银染方法的基本原理是先用固定液将核酸固定到凝胶上，然后使银染剂中的银离子与之牢固结合，再通过还原剂将银离子还原，从而发生了显色反应，使得目标产物可见。银染法对试剂的要求不高，并且固定液和染色液可以重复使用，降低了试验成本，所用试剂安全稳定，对操作者的健康所造成的危害性甚微，银染后的凝胶可以长期保存，更有利于对试验结果的回顾性分析，因此基于PAGE的银染方法在生物技术领域得到了广泛应用。 

聚丙烯酰胺凝胶(Polyacrylamide Gel，PAG)是由丙烯酰胺单体(Acrylamide，简称Acr)和交联剂N1，N1-甲叉双丙烯酰胺(N，N-methylene bisacrylamide,简称Bis)在催化剂的作用下聚合而成的含酰胺基侧链的脂肪族长链，相邻的两个链通过甲叉桥交链起来，链纵横交错，形成三维网状结构的凝胶。PAG孔径的大小主要由Acr和Bis这两种单体的凝胶浓度决定。凝胶浓度能够在3％～30％中变化。在微卫星标记开发和检测过程中，一般选择Acr/Bis：20-40的浓度。该浓度下，PAG完全透明且有弹性，但在显色过程中，PAG胶易碎裂，在拍照时需要进行“拼图”，在数据分析时，碎裂后拼接的PAG会增大结果的误差；同时，已有的检测方法用于SSR还存在PAG在显色后颜色深，条带不易区分 等问题。 

发明内容

针对现有技术的缺陷，本发明公开了一种用于微卫星标记多态性检测的聚丙烯酰胺凝胶溶液以及相应的银染方法，采用本发明的凝胶进行银染显色，PAG在振荡显色过程中，破损较少，避免了PAG拼接，减少了实验误差，保证了结果的准确性。 

为实现上述目的，本发明是通过下述技术方案实现的： 

一种用于微卫星标记多态性检测的聚丙烯酰胺凝胶溶液，包括聚丙烯酰胺凝胶母液、5×TBE、10％APS(过硫酸铵)、TEMED(四甲基乙二胺)，用蒸馏水稀释至聚丙烯酰胺凝胶母液体积占总体积的21-22％，其中5×TBE用量与聚丙烯酰胺凝胶母液相同。 

在上述中，各成分含量均以体积比计算。 

在本发明中，所述聚丙烯酰胺凝胶母液浓度为20-40％，优选聚丙烯酰胺凝胶母液浓度为30％。 

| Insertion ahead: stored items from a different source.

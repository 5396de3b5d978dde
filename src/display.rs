//! Operator console rendering for live mode.
//!
//! Renders the periodic dashboard: a freshness header, the traffic summary
//! of the last refresh interval, the top-traffic rankings, and the list of
//! every alert raised so far. Pure formatting over values handed in by the
//! run loop; nothing here touches the engine.

use crate::monitor::alerter::Alert;
use crate::monitor::stats::Stats;
use chrono::{DateTime, FixedOffset, TimeDelta};

/// Clears the terminal and homes the cursor.
pub fn clear_screen() {
    print!("\x1b[H\x1b[2J");
}

fn per_second(count: u64, window: TimeDelta) -> f64 {
    count as f64 / window.as_seconds_f64()
}

/// Renders the statistics block for one refresh interval.
///
/// `stats` is `None` when no record newer than one refresh interval has been
/// seen. The stream is processed in event time — an empty interval can mean
/// quiet traffic, but it can just as well mean the log storage is lagging
/// behind (slow NFS mounts and the like), so the dashboard says "nothing to
/// process" instead of claiming zero requests per second.
pub fn render_stats(stats: Option<&Stats>, now: DateTime<FixedOffset>, window: TimeDelta) {
    println!();
    println!("Date : {}", now.to_rfc3339());

    let Some(stats) = stats else {
        println!("Nothing to process in the last {}s", window.num_seconds());
        println!();
        return;
    };

    println!("Total {:.3} req/s", per_second(stats.count as u64, window));
    println!(" ServerError : {:.3}%", stats.server_error);
    println!(" HTTP2 : {:.1}%", stats.http2);
    println!(" IPv6 : {:.1}%", stats.ipv6);
    println!();

    render_ranking("top sources", &stats.top_sources, window);
    render_ranking("top sections", &stats.top_sections, window);
    render_ranking("top users", &stats.top_users, window);
    println!();
}

fn render_ranking(
    label: &str,
    entries: &[crate::monitor::counter::CounterEntry],
    window: TimeDelta,
) {
    if entries.is_empty() {
        return;
    }
    println!(" {label} :");
    for entry in entries {
        println!(
            "   {} ({:.1} req/s)",
            entry.key,
            per_second(entry.count, window)
        );
    }
}

/// Renders every alert, oldest first, ongoing last.
pub fn render_alerts(alerts: &[Alert]) {
    for alert in alerts {
        render_alert(alert);
    }
}

/// One alert as two lines: the raise, and the clearance once confirmed.
pub fn render_alert(alert: &Alert) {
    println!(
        "AL - High traffic above threshold at {} ( {:.3} requests per second )",
        alert.start.to_rfc3339(),
        alert.value
    );
    if let Some(end) = alert.end {
        println!(
            "OK - High traffic under threshold at {}. Alert duration {}s",
            end.to_rfc3339(),
            (end - alert.start).num_seconds()
        );
    }
}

上述所用的PAG母液与常见的PAG母液组成相同，将丙烯酰胺与甲叉双丙烯酰胺按照一定比例(通常是20-30：1)用双蒸水定容至所需浓度。例如30％聚丙烯酰胺凝胶母液的配制方法为580g丙烯酰胺，20g甲叉双丙烯酰胺，双蒸水定容至2L，37℃恒温过夜保存即可。 

在本发明中，10％APS(质量体积浓度)、TEMED采用现有技术中的常规用量，通常是10％APS用量(体积)占凝胶溶液总体积的0.85-0.95％，TEMED用量是10％APS(体积)的1/10。 

其中，5×TBE可采用市售的此类缓冲液，组成为本领域技术人员广泛所知，典型的组成是采用Tris碱54g，硼酸27.5g，Na2EDTA.2H2O4.65g，溶于750ml双蒸水，再加双蒸水定容至1000ml，目前市售制剂大多采用该组成。 

在上述基础上，本发明还公开了用于微卫星标记多态性检测的聚丙烯酰胺凝胶中DNA的银染方法，在电泳结束后，用PAG染色液浸泡权利要求1所述的聚丙烯酰胺凝胶10-30min，然后用PAG显色液显色5-10min，最后用终止液终止2-3min；其中PAG显色液中甲醛的含量为0.2％。 

在上述方法中，通过特定用量的甲醛作为还原剂，有效加速与蛋白质结合的 Ag+的还原，基于本发明的聚丙烯酰胺凝胶溶液，甲醛用量显著低于传统方法，用于PAG显色时，颜色浅，条带清晰，检测准确度更高。